Unicode dash in MUC JID causes NullPointerException

Issue #75 closed
Andrew Potter created an issue

Per the title, somehow someone in my HipChat organization managed to create a chatroom with a unicode dash in the name, which HipChat translated into the JID as-is. This is causing the following exception when discovering chatrooms, as JAXB seems to be setting the JID for that Item to null (ChatRoom asserts the JID is not null).

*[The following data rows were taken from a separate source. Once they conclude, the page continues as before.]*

pub mod auth;
pub mod dashboard_service;
pub mod fallback;
pub mod inventory_service;
pub mod lifecycle;
pub mod operation_service;
pub mod payment_service;
pub mod wallet_service;
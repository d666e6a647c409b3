//! # Ingestion Module
//!
//! Upload pipeline: size gate, extraction, in-batch deduplication and
//! chunked insert-or-ignore persistence.
//!
//! Persistence is atomic per chunk only. When a chunk fails, the chunks before
//! it stay committed and the rest of the batch is abandoned; the returned
//! [`PersistError`] says how much made it in.

use tracing::{debug, error, info};

use crate::config::EngineConfig;
use crate::db::TokenStore;
use crate::errors::{IngestError, PersistError};
use crate::text_processing::{dedupe, TokenExtractor};
use crate::token::Token;

/// Outcome of one ingested upload
#[derive(Debug, Clone, Copy, PartialEq, Eq, Default)]
pub struct IngestReport {
    /// Tokens found in the upload, repeats included
    pub extracted: usize,
    /// Tokens left after in-batch deduplication
    pub unique: usize,
    /// Rows that did not exist in the store before this upload
    pub inserted: u64,
}

impl IngestReport {
    /// Unique tokens that were already stored
    pub fn already_known(&self) -> u64 {
        (self.unique as u64).saturating_sub(self.inserted)
    }
}

/// Reject uploads whose declared size exceeds `limit`, without reading them
pub fn check_upload_size(declared_size: u64, limit: u64) -> Result<(), IngestError> {
    if declared_size > limit {
        return Err(IngestError::Oversize {
            size: declared_size,
            limit,
        });
    }
    Ok(())
}

/// Write `tokens` in chunks of `chunk_size`, returning the number of new rows.
///
/// An empty batch returns 0 without touching the store.
pub async fn persist(
    store: &dyn TokenStore,
    tokens: &[Token],
    chunk_size: usize,
) -> Result<u64, PersistError> {
    if tokens.is_empty() {
        return Ok(0);
    }

    let chunk_size = chunk_size.max(1);
    let total_chunks = tokens.len().div_ceil(chunk_size);
    let mut inserted = 0u64;

    for (index, chunk) in tokens.chunks(chunk_size).enumerate() {
        match store.insert_or_ignore(chunk).await {
            Ok(new_rows) => {
                inserted += new_rows;
                debug!(
                    chunk = index + 1,
                    total_chunks,
                    submitted = chunk.len(),
                    new_rows,
                    "Chunk persisted"
                );
            }
            Err(e) => {
                error!(
                    chunk = index + 1,
                    total_chunks,
                    inserted,
                    error = %e,
                    "Chunk persistence failed, abandoning remaining chunks"
                );
                return Err(PersistError {
                    inserted,
                    failed_chunk: index + 1,
                    total_chunks,
                    source: e,
                });
            }
        }
    }

    Ok(inserted)
}

/// Extracted and deduplicated tokens of one upload, ready to persist
#[derive(Debug, Clone, PartialEq, Eq)]
pub struct IngestionBatch {
    /// Tokens found in the upload, repeats included
    pub extracted: usize,
    pub tokens: Vec<Token>,
}

impl IngestionBatch {
    pub fn is_empty(&self) -> bool {
        self.tokens.is_empty()
    }
}

/// Extract and deduplicate tokens from decoded upload text
pub fn prepare_batch(extractor: &TokenExtractor, text: &str) -> IngestionBatch {
    let extracted = extractor.extract(text);
    let count = extracted.len();
    IngestionBatch {
        extracted: count,
        tokens: dedupe(extracted),
    }
}

/// Persist a prepared batch and report what changed
pub async fn persist_batch(
    store: &dyn TokenStore,
    batch: &IngestionBatch,
    chunk_size: usize,
) -> Result<IngestReport, PersistError> {
    let inserted = persist(store, &batch.tokens, chunk_size).await?;

    let report = IngestReport {
        extracted: batch.extracted,
        unique: batch.tokens.len(),
        inserted,
    };
    info!(
        extracted = report.extracted,
        unique = report.unique,
        inserted = report.inserted,
        "Ingestion completed"
    );
    Ok(report)
}

/// Run the whole pipeline over already-decoded upload text
pub async fn ingest_text(
    store: &dyn TokenStore,
    extractor: &TokenExtractor,
    config: &EngineConfig,
    text: &str,
) -> Result<IngestReport, PersistError> {
    let batch = prepare_batch(extractor, text);
    persist_batch(store, &batch, config.chunk_size).await
}

#[cfg(test)]
mod tests {
    use super::*;
    use crate::config::{ExtractionRule, LookupStrategy};
    use crate::db::MemoryTokenStore;

    #[test]
    fn test_check_upload_size() {
        assert!(check_upload_size(25 * 1024 * 1024, 25 * 1024 * 1024).is_ok());
        assert!(matches!(
            check_upload_size(25 * 1024 * 1024 + 1, 25 * 1024 * 1024),
            Err(IngestError::Oversize { .. })
        ));
    }

    #[test]
    fn test_already_known() {
        let report = IngestReport {
            extracted: 10,
            unique: 8,
            inserted: 3,
        };
        assert_eq!(report.already_known(), 5);
    }

    #[tokio::test]
    async fn test_persist_spans_chunks() {
        let store = MemoryTokenStore::new(LookupStrategy::Substring);
        let tokens: Vec<Token> = (0..12).map(|i| Token::new(format!("line {i}"))).collect();

        let inserted = persist(&store, &tokens, 5).await.unwrap();
        assert_eq!(inserted, 12);
        assert_eq!(store.len().await, 12);
    }

    #[test]
    fn test_prepare_batch_dedupes() {
        let extractor = TokenExtractor::new(ExtractionRule::Lines).unwrap();
        let batch = prepare_batch(&extractor, "a\nb\na\n\n");
        assert_eq!(batch.extracted, 3);
        assert_eq!(batch.tokens, vec![Token::from("a"), Token::from("b")]);
    }

    #[tokio::test]
    async fn test_ingest_text_counts() {
        let config = EngineConfig::numeric();
        let extractor = TokenExtractor::new(config.extraction).unwrap();
        let store = MemoryTokenStore::new(config.lookup);

        let report = ingest_text(
            &store,
            &extractor,
            &config,
            "abc\n123456789\nxx42\n123456789",
        )
        .await
        .unwrap();

        assert_eq!(
            report,
            IngestReport {
                extracted: 2,
                unique: 1,
                inserted: 1
            }
        );
    }
}
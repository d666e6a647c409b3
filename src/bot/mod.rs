//! Bot module for handling Telegram interactions
//!
//! - `message_handler`: Routes text commands, search queries and document uploads
//! - `ui_builder`: Composes localized replies

pub mod message_handler;
pub mod ui_builder;

use std::sync::Arc;

use crate::config::EngineConfig;
use crate::db::TokenStore;
use crate::text_processing::TokenExtractor;

// Re-export main handler function for use in main.rs
pub use message_handler::message_handler;

/// Shared state handed to every update
pub struct BotState {
    pub store: Arc<dyn TokenStore>,
    pub engine: EngineConfig,
    pub extractor: TokenExtractor,
    pub http: reqwest::Client,
}

impl BotState {
    pub fn new(store: Arc<dyn TokenStore>, engine: EngineConfig) -> Result<Self, regex::Error> {
        let extractor = TokenExtractor::new(engine.extraction)?;
        Ok(Self {
            store,
            engine,
            extractor,
            http: reqwest::Client::new(),
        })
    }
}
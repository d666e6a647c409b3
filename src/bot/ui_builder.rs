//! UI Builder module for composing localized replies

use crate::config::{EngineConfig, ExtractionRule, Mode, ValidationRule};
use crate::errors::QueryError;
use crate::ingest::IngestReport;
use crate::localization::{t_args_lang, t_lang};

const EXAMPLE_DIGITS: &str = "9721034568";

/// Size in whole megabytes, for user-facing limits
pub fn megabytes(bytes: u64) -> String {
    (bytes / (1024 * 1024)).to_string()
}

/// A query that satisfies the configured validation rule
pub fn example_query(engine: &EngineConfig) -> String {
    let len = match engine.validation {
        ValidationRule::ExactDigits(n) => n,
        ValidationRule::MinDigits(n) => n.max(4),
    };
    EXAMPLE_DIGITS.chars().cycle().take(len).collect()
}

/// Welcome text for `/start`
pub fn welcome_message(engine: &EngineConfig, language_code: Option<&str>) -> String {
    let body = match (engine.mode, engine.extraction, engine.validation) {
        (Mode::Numeric, ExtractionRule::DigitRuns { min_len }, ValidationRule::ExactDigits(prefix)) => {
            t_args_lang(
                "welcome-numeric",
                &[
                    ("min_length", &min_len.to_string()),
                    ("prefix_length", &prefix.to_string()),
                ],
                language_code,
            )
        }
        (_, _, ValidationRule::MinDigits(min) | ValidationRule::ExactDigits(min)) => t_args_lang(
            "welcome-lines",
            &[("min_length", &min.to_string())],
            language_code,
        ),
    };

    format!("{}\n\n{}", t_lang("welcome-title", language_code), body)
}

/// Help text for `/help`
pub fn help_message(engine: &EngineConfig, language_code: Option<&str>) -> String {
    [
        t_lang("help-title", language_code),
        welcome_message(engine, language_code),
        t_lang("help-duplicates", language_code),
        t_args_lang(
            "help-limit",
            &[("limit_mb", &megabytes(engine.max_file_size))],
            language_code,
        ),
    ]
    .join("\n\n")
}

/// Usage hint for `/find` without an argument
pub fn find_usage(engine: &EngineConfig, language_code: Option<&str>) -> String {
    t_args_lang("find-usage", &[("example", &example_query(engine))], language_code)
}

/// User-facing text for a rejected query
pub fn query_error_message(err: &QueryError, language_code: Option<&str>) -> String {
    match err {
        QueryError::Empty => t_lang("query-empty", language_code),
        QueryError::NotDigits => t_lang("query-not-digits", language_code),
        QueryError::WrongLength { expected } => t_args_lang(
            "query-wrong-length",
            &[("expected", &expected.to_string())],
            language_code,
        ),
        QueryError::TooShort { min } => t_args_lang(
            "query-too-short",
            &[("min", &min.to_string())],
            language_code,
        ),
    }
}

/// Rejection for uploads above the size ceiling
pub fn file_too_large_message(limit: u64, language_code: Option<&str>) -> String {
    t_args_lang("file-too-large", &[("limit_mb", &megabytes(limit))], language_code)
}

/// Progress line sent before persisting
pub fn ingest_progress_message(extracted: usize, language_code: Option<&str>) -> String {
    t_args_lang("ingest-progress", &[("count", &extracted.to_string())], language_code)
}

/// Final summary of a successful upload
pub fn ingest_summary_message(report: &IngestReport, language_code: Option<&str>) -> String {
    t_args_lang(
        "ingest-complete",
        &[
            ("inserted", &report.inserted.to_string()),
            ("unique", &report.unique.to_string()),
        ],
        language_code,
    )
}

/// Summary of an upload that stopped at a failed chunk
pub fn ingest_partial_message(inserted: u64, language_code: Option<&str>) -> String {
    t_args_lang("ingest-partial", &[("inserted", &inserted.to_string())], language_code)
}

/// Status line sent ahead of an attachment
pub fn sending_file_message(count: usize, language_code: Option<&str>) -> String {
    t_args_lang("search-sending-file", &[("count", &count.to_string())], language_code)
}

2016-05-17 10:23:58.804  WARN 8613 --- [Listener Thread] rocks.xmpp.util.XmppUtils                : java.lang.NullPointerException
java.lang.NullPointerException: null
    at java.util.Objects.requireNonNull(Objects.java:203) ~[na:1.8.0_73]
    at rocks.xmpp.extensions.muc.ChatRoom.<init>(ChatRoom.java:110) ~[classes/:na]
    at rocks.xmpp.extensions.muc.ChatService.lambda$discoverRooms$3(ChatService.java:75) ~[classes/:na]
    at java.util.concurrent.CompletableFuture.uniApply(CompletableFuture.java:602) ~[na:1.8.0_73]
    at java.util.concurrent.CompletableFuture$UniApply.tryFire(CompletableFuture.java:577) ~[na:1.8.0_73]
    at java.util.concurrent.CompletableFuture.postComplete(CompletableFuture.java:474) ~[na:1.8.0_73]
    at java.util.concurrent.CompletableFuture.complete(CompletableFuture.java:1962) ~[na:1.8.0_73]
    at rocks.xmpp.core.session.XmppSession.lambda$sendAndAwait$4(XmppSession.java:711) ~[classes/:na]
    at rocks.xmpp.util.XmppUtils.lambda$notifyEventListeners$2(XmppUtils.java:192) ~[classes/:na]
    at java.util.concurrent.CopyOnWriteArrayList.forEach(CopyOnWriteArrayList.java:890) ~[na:1.8.0_73]
    at java.util.concurrent.CopyOnWriteArraySet.forEach(CopyOnWriteArraySet.java:404) ~[na:1.8.0_73]
    at rocks.xmpp.util.XmppUtils.notifyEventListeners(XmppUtils.java:190) ~[classes/:na]
    at rocks.xmpp.core.session.XmppSession.lambda$handleElement$11(XmppSession.java:998) ~[classes/:na]
    ... 3 common frames omitted
Wrapped by: java.util.concurrent.ExecutionException: java.lang.NullPointerException
    at java.util.concurrent.CompletableFuture.reportGet(CompletableFuture.java:357) ~[na:1.8.0_73]
    at java.util.concurrent.CompletableFuture.get(CompletableFuture.java:1895) ~[na:1.8.0_73]
    at rocks.xmpp.util.concurrent.AsyncResult.get(AsyncResult.java:286) ~[classes/:na]
    at com.dealer.discobot.xmpp.BabblerXmppAdapter$3.accept(BabblerXmppAdapter.groovy:72) ~[classes/:na]
    at com.dealer.discobot.xmpp.BabblerXmppAdapter$3.accept(BabblerXmppAdapter.groovy) ~[classes/:na]
    at rocks.xmpp.util.XmppUtils.lambda$notifyEventListeners$2(XmppUtils.java:192) ~[classes/:na]
    at java.util.concurrent.CopyOnWriteArrayList.forEach(CopyOnWriteArrayList.java:890) ~[na:1.8.0_73]
    at java.util.concurrent.CopyOnWriteArraySet.forEach(CopyOnWriteArraySet.java:404) ~[na:1.8.0_73]
    at rocks.xmpp.util.XmppUtils.notifyEventListeners(XmppUtils.java:190) ~[classes/:na]
    at rocks.xmpp.core.session.XmppSession.lambda$handleElement$12(XmppSession.java:1003) ~[classes/:na]
    at java.util.concurrent.ThreadPoolExecutor.runWorker(ThreadPoolExecutor.java:1142) ~[na:1.8.0_73]
    at java.util.concurrent.ThreadPoolExecutor$Worker.run(ThreadPoolExecutor.java:617) ~[na:1.8.0_73]
    at java.lang.Thread.run(Thread.java:745) ~[na:1.8.0_73]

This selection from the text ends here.